[What the task requires]:
Filter the listing below, please, and copy only the lines with the word "EnrichmentPolicy".

[Available data]:
....

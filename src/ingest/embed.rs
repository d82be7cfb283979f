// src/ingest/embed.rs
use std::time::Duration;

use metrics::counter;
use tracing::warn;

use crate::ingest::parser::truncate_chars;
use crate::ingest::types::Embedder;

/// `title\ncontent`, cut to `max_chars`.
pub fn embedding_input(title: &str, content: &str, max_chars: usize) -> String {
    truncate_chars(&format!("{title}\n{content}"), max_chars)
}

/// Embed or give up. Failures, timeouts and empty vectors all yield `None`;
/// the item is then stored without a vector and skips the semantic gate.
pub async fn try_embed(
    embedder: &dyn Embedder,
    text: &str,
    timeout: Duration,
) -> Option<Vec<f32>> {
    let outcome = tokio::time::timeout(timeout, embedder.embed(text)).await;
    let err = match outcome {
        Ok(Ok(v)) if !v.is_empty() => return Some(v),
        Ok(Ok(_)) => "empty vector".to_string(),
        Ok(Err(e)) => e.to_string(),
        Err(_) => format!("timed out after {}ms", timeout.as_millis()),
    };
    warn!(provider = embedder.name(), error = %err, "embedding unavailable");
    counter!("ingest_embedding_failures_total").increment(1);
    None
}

....

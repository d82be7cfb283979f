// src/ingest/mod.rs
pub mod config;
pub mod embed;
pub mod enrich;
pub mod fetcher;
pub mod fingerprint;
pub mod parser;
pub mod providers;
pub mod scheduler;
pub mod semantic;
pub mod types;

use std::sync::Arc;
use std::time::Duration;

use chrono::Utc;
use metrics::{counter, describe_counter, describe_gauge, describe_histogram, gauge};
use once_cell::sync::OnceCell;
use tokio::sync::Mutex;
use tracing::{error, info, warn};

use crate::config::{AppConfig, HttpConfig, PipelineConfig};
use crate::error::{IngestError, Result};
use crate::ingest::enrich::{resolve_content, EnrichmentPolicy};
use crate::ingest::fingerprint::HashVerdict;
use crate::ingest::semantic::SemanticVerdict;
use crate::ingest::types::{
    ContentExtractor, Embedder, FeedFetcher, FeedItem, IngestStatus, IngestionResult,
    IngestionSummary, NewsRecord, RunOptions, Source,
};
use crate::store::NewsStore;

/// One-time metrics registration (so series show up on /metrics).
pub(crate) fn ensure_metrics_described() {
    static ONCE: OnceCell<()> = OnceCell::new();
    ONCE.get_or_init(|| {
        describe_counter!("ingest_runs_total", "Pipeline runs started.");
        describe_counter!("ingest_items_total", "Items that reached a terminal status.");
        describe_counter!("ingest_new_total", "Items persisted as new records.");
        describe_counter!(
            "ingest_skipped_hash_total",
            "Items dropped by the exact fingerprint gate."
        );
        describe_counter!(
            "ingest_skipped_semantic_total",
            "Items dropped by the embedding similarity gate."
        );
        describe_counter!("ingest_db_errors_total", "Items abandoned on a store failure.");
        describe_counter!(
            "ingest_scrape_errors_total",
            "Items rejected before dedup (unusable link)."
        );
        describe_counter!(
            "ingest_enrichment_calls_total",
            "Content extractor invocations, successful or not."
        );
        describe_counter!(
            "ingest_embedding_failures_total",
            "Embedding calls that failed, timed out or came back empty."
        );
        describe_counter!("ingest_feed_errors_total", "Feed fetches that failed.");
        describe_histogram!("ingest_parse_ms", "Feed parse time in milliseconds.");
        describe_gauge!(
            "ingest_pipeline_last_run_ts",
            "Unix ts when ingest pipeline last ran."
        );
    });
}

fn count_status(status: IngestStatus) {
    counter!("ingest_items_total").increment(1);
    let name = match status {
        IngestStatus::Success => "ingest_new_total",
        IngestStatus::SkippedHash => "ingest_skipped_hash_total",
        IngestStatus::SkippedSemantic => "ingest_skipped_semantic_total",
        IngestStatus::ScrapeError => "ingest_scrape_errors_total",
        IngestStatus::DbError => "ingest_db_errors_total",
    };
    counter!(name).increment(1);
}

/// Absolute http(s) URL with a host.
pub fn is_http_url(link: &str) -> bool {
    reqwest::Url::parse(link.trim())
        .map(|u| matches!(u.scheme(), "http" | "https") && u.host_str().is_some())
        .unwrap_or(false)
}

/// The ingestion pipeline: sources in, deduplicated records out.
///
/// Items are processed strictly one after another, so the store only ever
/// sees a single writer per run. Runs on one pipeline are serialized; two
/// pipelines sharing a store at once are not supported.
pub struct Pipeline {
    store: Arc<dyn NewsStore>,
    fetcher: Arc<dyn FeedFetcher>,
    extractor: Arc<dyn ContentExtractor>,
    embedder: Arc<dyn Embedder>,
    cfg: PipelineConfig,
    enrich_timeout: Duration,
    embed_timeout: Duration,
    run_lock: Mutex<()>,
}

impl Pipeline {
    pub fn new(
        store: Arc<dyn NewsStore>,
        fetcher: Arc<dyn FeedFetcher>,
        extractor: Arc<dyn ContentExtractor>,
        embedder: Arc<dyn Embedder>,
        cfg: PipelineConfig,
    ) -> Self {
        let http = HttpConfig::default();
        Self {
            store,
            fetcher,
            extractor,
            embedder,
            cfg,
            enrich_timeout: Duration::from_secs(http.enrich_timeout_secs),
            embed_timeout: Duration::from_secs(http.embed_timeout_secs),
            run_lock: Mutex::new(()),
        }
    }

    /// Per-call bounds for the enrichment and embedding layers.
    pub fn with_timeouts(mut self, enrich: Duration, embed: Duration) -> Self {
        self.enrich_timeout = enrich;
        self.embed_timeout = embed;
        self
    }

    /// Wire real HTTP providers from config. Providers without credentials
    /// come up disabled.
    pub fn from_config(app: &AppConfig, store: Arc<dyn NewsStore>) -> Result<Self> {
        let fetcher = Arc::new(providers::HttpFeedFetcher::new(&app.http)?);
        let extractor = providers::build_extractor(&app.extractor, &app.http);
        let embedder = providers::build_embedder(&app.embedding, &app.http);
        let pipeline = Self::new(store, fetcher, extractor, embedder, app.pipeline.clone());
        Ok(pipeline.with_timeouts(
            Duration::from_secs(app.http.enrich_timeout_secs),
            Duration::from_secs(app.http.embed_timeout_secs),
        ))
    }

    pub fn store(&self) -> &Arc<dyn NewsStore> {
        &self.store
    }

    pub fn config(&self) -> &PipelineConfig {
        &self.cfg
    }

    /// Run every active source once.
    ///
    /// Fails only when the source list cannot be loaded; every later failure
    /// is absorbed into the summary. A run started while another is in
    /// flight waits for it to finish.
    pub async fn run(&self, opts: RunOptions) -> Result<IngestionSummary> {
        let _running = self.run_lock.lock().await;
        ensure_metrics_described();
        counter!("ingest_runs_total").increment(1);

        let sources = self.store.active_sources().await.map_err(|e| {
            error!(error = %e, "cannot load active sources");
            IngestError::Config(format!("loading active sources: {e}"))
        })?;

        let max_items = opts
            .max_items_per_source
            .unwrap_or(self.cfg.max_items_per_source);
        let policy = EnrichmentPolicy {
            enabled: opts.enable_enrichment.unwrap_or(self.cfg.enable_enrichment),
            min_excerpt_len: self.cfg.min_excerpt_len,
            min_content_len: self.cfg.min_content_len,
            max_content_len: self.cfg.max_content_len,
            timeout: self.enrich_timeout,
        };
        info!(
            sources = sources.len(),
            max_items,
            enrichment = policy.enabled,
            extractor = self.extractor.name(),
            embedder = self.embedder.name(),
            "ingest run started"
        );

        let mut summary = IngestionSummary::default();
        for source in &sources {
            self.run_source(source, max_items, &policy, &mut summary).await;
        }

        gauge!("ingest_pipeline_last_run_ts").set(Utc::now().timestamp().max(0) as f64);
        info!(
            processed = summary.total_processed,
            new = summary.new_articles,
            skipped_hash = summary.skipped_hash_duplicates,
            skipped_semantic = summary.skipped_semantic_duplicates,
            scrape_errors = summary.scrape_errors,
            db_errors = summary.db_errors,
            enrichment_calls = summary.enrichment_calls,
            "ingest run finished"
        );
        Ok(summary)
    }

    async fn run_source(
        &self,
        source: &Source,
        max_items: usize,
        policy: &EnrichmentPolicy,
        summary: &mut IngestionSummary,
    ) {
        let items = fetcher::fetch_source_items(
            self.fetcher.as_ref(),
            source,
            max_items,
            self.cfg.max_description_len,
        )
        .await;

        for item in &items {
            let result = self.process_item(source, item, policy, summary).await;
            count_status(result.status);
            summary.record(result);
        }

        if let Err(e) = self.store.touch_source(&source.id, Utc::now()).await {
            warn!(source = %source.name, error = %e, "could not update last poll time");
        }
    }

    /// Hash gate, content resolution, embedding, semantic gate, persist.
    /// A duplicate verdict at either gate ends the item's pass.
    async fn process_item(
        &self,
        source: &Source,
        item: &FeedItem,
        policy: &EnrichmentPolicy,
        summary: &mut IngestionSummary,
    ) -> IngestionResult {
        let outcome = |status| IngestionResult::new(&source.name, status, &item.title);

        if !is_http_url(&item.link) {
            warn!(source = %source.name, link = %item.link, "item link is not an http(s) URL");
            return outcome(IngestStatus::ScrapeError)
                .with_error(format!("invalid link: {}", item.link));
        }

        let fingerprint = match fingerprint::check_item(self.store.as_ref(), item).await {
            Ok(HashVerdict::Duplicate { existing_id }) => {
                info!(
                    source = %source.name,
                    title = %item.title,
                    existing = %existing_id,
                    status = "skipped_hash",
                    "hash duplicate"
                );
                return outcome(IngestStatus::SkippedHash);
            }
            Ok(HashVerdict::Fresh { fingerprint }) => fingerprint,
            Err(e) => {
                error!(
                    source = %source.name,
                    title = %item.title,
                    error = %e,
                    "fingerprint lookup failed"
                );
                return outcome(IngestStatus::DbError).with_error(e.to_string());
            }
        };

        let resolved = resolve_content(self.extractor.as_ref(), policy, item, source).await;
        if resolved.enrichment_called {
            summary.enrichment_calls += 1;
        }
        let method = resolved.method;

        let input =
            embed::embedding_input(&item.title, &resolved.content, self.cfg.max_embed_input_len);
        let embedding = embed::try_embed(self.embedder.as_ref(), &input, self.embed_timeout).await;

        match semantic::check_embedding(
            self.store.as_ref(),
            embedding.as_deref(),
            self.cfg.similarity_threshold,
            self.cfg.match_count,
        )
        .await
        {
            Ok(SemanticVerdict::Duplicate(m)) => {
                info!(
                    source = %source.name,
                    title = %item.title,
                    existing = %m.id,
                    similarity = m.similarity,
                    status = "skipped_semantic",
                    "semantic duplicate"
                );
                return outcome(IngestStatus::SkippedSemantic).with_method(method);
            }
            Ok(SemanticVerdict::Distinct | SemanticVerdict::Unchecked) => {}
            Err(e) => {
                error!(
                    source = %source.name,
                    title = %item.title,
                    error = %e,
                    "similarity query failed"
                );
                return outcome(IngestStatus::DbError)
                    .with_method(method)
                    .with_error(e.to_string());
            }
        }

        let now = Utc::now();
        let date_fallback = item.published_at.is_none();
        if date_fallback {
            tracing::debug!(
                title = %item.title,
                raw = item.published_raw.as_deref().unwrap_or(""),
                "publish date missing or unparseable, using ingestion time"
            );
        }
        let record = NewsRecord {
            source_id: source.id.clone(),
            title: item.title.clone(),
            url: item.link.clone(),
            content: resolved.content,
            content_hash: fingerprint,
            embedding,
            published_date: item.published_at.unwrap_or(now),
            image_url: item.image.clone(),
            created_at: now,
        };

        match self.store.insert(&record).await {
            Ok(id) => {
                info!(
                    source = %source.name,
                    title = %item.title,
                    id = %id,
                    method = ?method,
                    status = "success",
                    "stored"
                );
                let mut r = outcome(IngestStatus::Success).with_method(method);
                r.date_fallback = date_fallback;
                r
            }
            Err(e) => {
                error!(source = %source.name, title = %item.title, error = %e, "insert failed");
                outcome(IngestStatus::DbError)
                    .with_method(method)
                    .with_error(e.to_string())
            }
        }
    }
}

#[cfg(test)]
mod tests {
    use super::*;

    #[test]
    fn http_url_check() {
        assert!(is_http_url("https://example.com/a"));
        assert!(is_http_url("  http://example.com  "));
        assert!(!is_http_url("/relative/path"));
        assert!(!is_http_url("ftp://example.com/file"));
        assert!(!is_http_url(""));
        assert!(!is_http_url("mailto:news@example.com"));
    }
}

....

[Solution for this task]:
use crate::ingest::enrich::{resolve_content, EnrichmentPolicy};
        let policy = EnrichmentPolicy {
        policy: &EnrichmentPolicy,
        policy: &EnrichmentPolicy,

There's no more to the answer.